### Supplied entries
+ + + + +

use astrodyn_core::Vector3;
use std::fmt;

/// Cartesian position (km) and velocity (km/s).
#[derive(Debug, Clone, Copy, PartialEq, Default)]
#[cfg_attr(feature = "serde", derive(serde::Serialize, serde::Deserialize))]
pub struct StateVector {
    pub position: Vector3,
    pub velocity: Vector3,
}

impl StateVector {
    pub fn new(position: Vector3, velocity: Vector3) -> Self {
        Self { position, velocity }
    }

    pub fn from_position(position: Vector3) -> Self {
        Self::new(position, Vector3::zeros())
    }

    pub fn zeros() -> Self {
        Self::default()
    }
}

impl std::ops::Add for StateVector {
    type Output = Self;

    fn add(self, rhs: Self) -> Self {
        Self::new(self.position + rhs.position, self.velocity + rhs.velocity)
    }
}

impl std::ops::Sub for StateVector {
    type Output = Self;

    fn sub(self, rhs: Self) -> Self {
        Self::new(self.position - rhs.position, self.velocity - rhs.velocity)
    }
}

impl fmt::Display for StateVector {
    fn fmt(&self, f: &mut fmt::Formatter<'_>) -> fmt::Result {
        write!(f, "r = {} km, v = {} km/s", self.position, self.velocity)
    }
}
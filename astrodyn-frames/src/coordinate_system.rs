use crate::axes::{AxesConfig, AxisEnvironment, AxisSystem};
use crate::coordinate_base::{CoordinateBase, RefObjectType};
use crate::solar_system::{SolarSystem, SpacePointId};
use crate::state::StateVector;
use crate::{FrameResult, A1};

/// An origin plus a set of axes.
///
/// The origin and J2000 body live in the axes' [`CoordinateBase`]; this type
/// only adds the state conversions. States are converted to and from MJ2000Eq
/// axes with the rotation the axes last computed; the origin offset is
/// supplied by the caller (see [`FrameGraph`](crate::FrameGraph) for a
/// version that resolves it).
#[derive(Debug, Clone, PartialEq)]
pub struct CoordinateSystem {
    axes: AxisSystem,
}

impl CoordinateSystem {
    /// The axes are renamed to `name` and re-pointed at `origin_name`. Their
    /// J2000 body, update settings and any binding that still applies are kept.
    pub fn new(name: &str, origin_name: &str, axes: AxisSystem) -> Self {
        let mut axes = axes;
        let base = axes.base_mut();
        base.set_instance_name(name);
        base.set_origin_name(origin_name);
        Self { axes }
    }

    /// `"<body>MJ2000Eq"` centered on `body`.
    pub fn mj2000_eq(body: &str) -> Self {
        let name = format!("{}MJ2000Eq", body);
        Self::new(&name, body, AxisSystem::mj2000_eq(&name, body))
    }

    pub fn name(&self) -> &str {
        self.base().instance_name()
    }

    pub fn origin_name(&self) -> &str {
        self.base().origin_name()
    }

    pub fn origin(&self) -> Option<SpacePointId> {
        self.base().origin()
    }

    pub fn base(&self) -> &CoordinateBase {
        self.axes.base()
    }

    pub fn axes(&self) -> &AxisSystem {
        &self.axes
    }

    pub fn axes_mut(&mut self) -> &mut AxisSystem {
        &mut self.axes
    }

    pub fn set_origin_name(&mut self, name: &str) {
        self.axes.base_mut().set_origin_name(name);
    }

    pub fn set_j2000_body_name(&mut self, name: &str) {
        self.axes.base_mut().set_j2000_body_name(name);
    }

    pub fn set_solar_system(&mut self, ss: &mut SolarSystem) -> bool {
        self.axes.set_solar_system(ss)
    }

    pub fn ref_object_names(&self, object_type: RefObjectType) -> Vec<String> {
        self.base().ref_object_names(object_type)
    }

    pub fn set_ref_object(
        &mut self,
        object: Option<SpacePointId>,
        object_type: RefObjectType,
        name: &str,
        ss: &mut SolarSystem,
    ) -> bool {
        self.axes.base_mut().set_ref_object(object, object_type, name, ss)
    }

    pub fn initialize(&mut self, ss: &SolarSystem) -> FrameResult<()> {
        self.axes.initialize(ss)
    }

    pub fn calculate_rotation_matrix(
        &mut self,
        epoch: &A1,
        env: &AxisEnvironment<'_>,
        force: bool,
    ) -> FrameResult<()> {
        self.axes.calculate_rotation_matrix(epoch, env, force)
    }

    /// State in this system to MJ2000Eq axes about the J2000 body.
    ///
    /// `origin_state` is this system's origin relative to the J2000 body in
    /// MJ2000Eq axes.
    ///
    /// ```text
    /// r' = R r + r_o
    /// v' = Ṙ r + R v + v_o
    /// ```
    pub fn to_mj2000eq(&self, state: &StateVector, origin_state: &StateVector) -> StateVector {
        let r = self.axes.rot_matrix();
        let r_dot = self.axes.rot_dot_matrix();
        StateVector::new(
            r * state.position + origin_state.position,
            r_dot * state.position + r * state.velocity + origin_state.velocity,
        )
    }

    /// Inverse of [`to_mj2000eq`](Self::to_mj2000eq).
    ///
    /// ```text
    /// r = Rᵀ (r' − r_o)
    /// v = Rᵀ (v' − v_o) + Ṙᵀ (r' − r_o)
    /// ```
    pub fn from_mj2000eq(&self, state: &StateVector, origin_state: &StateVector) -> StateVector {
        let r_t = self.axes.rot_matrix().transpose();
        let r_dot_t = self.axes.rot_dot_matrix().transpose();
        let relative = *state - *origin_state;
        StateVector::new(
            r_t * relative.position,
            r_t * relative.velocity + r_dot_t * relative.position,
        )
    }
}

/// Serializable description of a coordinate system.
#[derive(Debug, Clone, PartialEq)]
#[cfg_attr(feature = "serde", derive(serde::Serialize, serde::Deserialize))]
pub struct CoordinateSystemConfig {
    pub name: String,
    pub origin: String,
    pub axes: AxesConfig,
    #[cfg_attr(feature = "serde", serde(default))]
    pub j2000_body: Option<String>,
    #[cfg_attr(feature = "serde", serde(default))]
    pub update_interval: Option<f64>,
    #[cfg_attr(feature = "serde", serde(default))]
    pub override_origin_interval: Option<bool>,
}

impl CoordinateSystemConfig {
    pub fn new(name: &str, origin: &str, axes: AxesConfig) -> Self {
        Self {
            name: name.to_string(),
            origin: origin.to_string(),
            axes,
            j2000_body: None,
            update_interval: None,
            override_origin_interval: None,
        }
    }

    pub fn build(&self) -> CoordinateSystem {
        let mut cs = CoordinateSystem::new(&self.name, &self.origin, self.axes.build(&self.name, &self.origin));
        if let Some(body) = &self.j2000_body {
            cs.set_j2000_body_name(body);
        }
        if let Some(interval) = self.update_interval {
            cs.axes_mut().set_update_interval(interval);
        }
        if let Some(flag) = self.override_origin_interval {
            cs.axes_mut().set_override_origin_interval(flag);
        }
        cs
    }
}

impl From<&CoordinateSystemConfig> for CoordinateSystem {
    fn from(config: &CoordinateSystemConfig) -> Self {
        config.build()
    }
}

+ + + + +

### Activity
Copy every record exactly, with nothing added or dropped.

### Solution to the exercise
use astrodyn_core::Vector3;
use std::fmt;

/// Cartesian position (km) and velocity (km/s).
#[derive(Debug, Clone, Copy, PartialEq, Default)]
#[cfg_attr(feature = "serde", derive(serde::Serialize, serde::Deserialize))]
pub struct StateVector {
    pub position: Vector3,
    pub velocity: Vector3,
}

impl StateVector {
    pub fn new(position: Vector3, velocity: Vector3) -> Self {
        Self { position, velocity }
    }

    pub fn from_position(position: Vector3) -> Self {
        Self::new(position, Vector3::zeros())
    }

    pub fn zeros() -> Self {
        Self::default()
    }
}

impl std::ops::Add for StateVector {
    type Output = Self;

    fn add(self, rhs: Self) -> Self {
        Self::new(self.position + rhs.position, self.velocity + rhs.velocity)
    }
}

impl std::ops::Sub for StateVector {
    type Output = Self;

    fn sub(self, rhs: Self) -> Self {
        Self::new(self.position - rhs.position, self.velocity - rhs.velocity)
    }
}

impl fmt::Display for StateVector {
    fn fmt(&self, f: &mut fmt::Formatter<'_>) -> fmt::Result {
        write!(f, "r = {} km, v = {} km/s", self.position, self.velocity)
    }
}
filename astrodyn-frames/src/coordinate_system.rs
use crate::axes::{AxesConfig, AxisEnvironment, AxisSystem};
use crate::coordinate_base::{CoordinateBase, RefObjectType};
use crate::solar_system::{SolarSystem, SpacePointId};
use crate::state::StateVector;
use crate::{FrameResult, A1};

/// An origin plus a set of axes.
///
/// The origin and J2000 body live in the axes' [`CoordinateBase`]; this type
/// only adds the state conversions. States are converted to and from MJ2000Eq
/// axes with the rotation the axes last computed; the origin offset is
/// supplied by the caller (see [`FrameGraph`](crate::FrameGraph) for a
/// version that resolves it).
#[derive(Debug, Clone, PartialEq)]
pub struct CoordinateSystem {
    axes: AxisSystem,
}

impl CoordinateSystem {
    /// The axes are renamed to `name` and re-pointed at `origin_name`. Their
    /// J2000 body, update settings and any binding that still applies are kept.
    pub fn new(name: &str, origin_name: &str, axes: AxisSystem) -> Self {
        let mut axes = axes;
        let base = axes.base_mut();
        base.set_instance_name(name);
        base.set_origin_name(origin_name);
        Self { axes }
    }

    /// `"<body>MJ2000Eq"` centered on `body`.
    pub fn mj2000_eq(body: &str) -> Self {
        let name = format!("{}MJ2000Eq", body);
        Self::new(&name, body, AxisSystem::mj2000_eq(&name, body))
    }

    pub fn name(&self) -> &str {
        self.base().instance_name()
    }

    pub fn origin_name(&self) -> &str {
        self.base().origin_name()
    }

    pub fn origin(&self) -> Option<SpacePointId> {
        self.base().origin()
    }

    pub fn base(&self) -> &CoordinateBase {
        self.axes.base()
    }

    pub fn axes(&self) -> &AxisSystem {
        &self.axes
    }

    pub fn axes_mut(&mut self) -> &mut AxisSystem {
        &mut self.axes
    }

    pub fn set_origin_name(&mut self, name: &str) {
        self.axes.base_mut().set_origin_name(name);
    }

    pub fn set_j2000_body_name(&mut self, name: &str) {
        self.axes.base_mut().set_j2000_body_name(name);
    }

    pub fn set_solar_system(&mut self, ss: &mut SolarSystem) -> bool {
        self.axes.set_solar_system(ss)
    }

    pub fn ref_object_names(&self, object_type: RefObjectType) -> Vec<String> {
        self.base().ref_object_names(object_type)
    }

    pub fn set_ref_object(
        &mut self,
        object: Option<SpacePointId>,
        object_type: RefObjectType,
        name: &str,
        ss: &mut SolarSystem,
    ) -> bool {
        self.axes.base_mut().set_ref_object(object, object_type, name, ss)
    }

    pub fn initialize(&mut self, ss: &SolarSystem) -> FrameResult<()> {
        self.axes.initialize(ss)
    }

    pub fn calculate_rotation_matrix(
        &mut self,
        epoch: &A1,
        env: &AxisEnvironment<'_>,
        force: bool,
    ) -> FrameResult<()> {
        self.axes.calculate_rotation_matrix(epoch, env, force)
    }

    /// State in this system to MJ2000Eq axes about the J2000 body.
    ///
    /// `origin_state` is this system's origin relative to the J2000 body in
    /// MJ2000Eq axes.
    ///
    /// ```text
    /// r' = R r + r_o
    /// v' = Ṙ r + R v + v_o
    /// ```
    pub fn to_mj2000eq(&self, state: &StateVector, origin_state: &StateVector) -> StateVector {
        let r = self.axes.rot_matrix();
        let r_dot = self.axes.rot_dot_matrix();
        StateVector::new(
            r * state.position + origin_state.position,
            r_dot * state.position + r * state.velocity + origin_state.velocity,
        )
    }

    /// Inverse of [`to_mj2000eq`](Self::to_mj2000eq).
    ///
    /// ```text
    /// r = Rᵀ (r' − r_o)
    /// v = Rᵀ (v' − v_o) + Ṙᵀ (r' − r_o)
    /// ```
    pub fn from_mj2000eq(&self, state: &StateVector, origin_state: &StateVector) -> StateVector {
        let r_t = self.axes.rot_matrix().transpose();
        let r_dot_t = self.axes.rot_dot_matrix().transpose();
        let relative = *state - *origin_state;
        StateVector::new(
            r_t * relative.position,
            r_t * relative.velocity + r_dot_t * relative.position,
        )
    }
}

/// Serializable description of a coordinate system.
#[derive(Debug, Clone, PartialEq)]
#[cfg_attr(feature = "serde", derive(serde::Serialize, serde::Deserialize))]
pub struct CoordinateSystemConfig {
    pub name: String,
    pub origin: String,
    pub axes: AxesConfig,
    #[cfg_attr(feature = "serde", serde(default))]
    pub j2000_body: Option<String>,
    #[cfg_attr(feature = "serde", serde(default))]
    pub update_interval: Option<f64>,
    #[cfg_attr(feature = "serde", serde(default))]
    pub override_origin_interval: Option<bool>,
}

impl CoordinateSystemConfig {
    pub fn new(name: &str, origin: &str, axes: AxesConfig) -> Self {
        Self {
            name: name.to_string(),
            origin: origin.to_string(),
            axes,
            j2000_body: None,
            update_interval: None,
            override_origin_interval: None,
        }
    }

    pub fn build(&self) -> CoordinateSystem {
        let mut cs = CoordinateSystem::new(&self.name, &self.origin, self.axes.build(&self.name, &self.origin));
        if let Some(body) = &self.j2000_body {
            cs.set_j2000_body_name(body);
        }
        if let Some(interval) = self.update_interval {
            cs.axes_mut().set_update_interval(interval);
        }
        if let Some(flag) = self.override_origin_interval {
            cs.axes_mut().set_override_origin_interval(flag);
        }
        cs
    }
}

impl From<&CoordinateSystemConfig> for CoordinateSystem {
    fn from(config: &CoordinateSystemConfig) -> Self {
        config.build()
    }
}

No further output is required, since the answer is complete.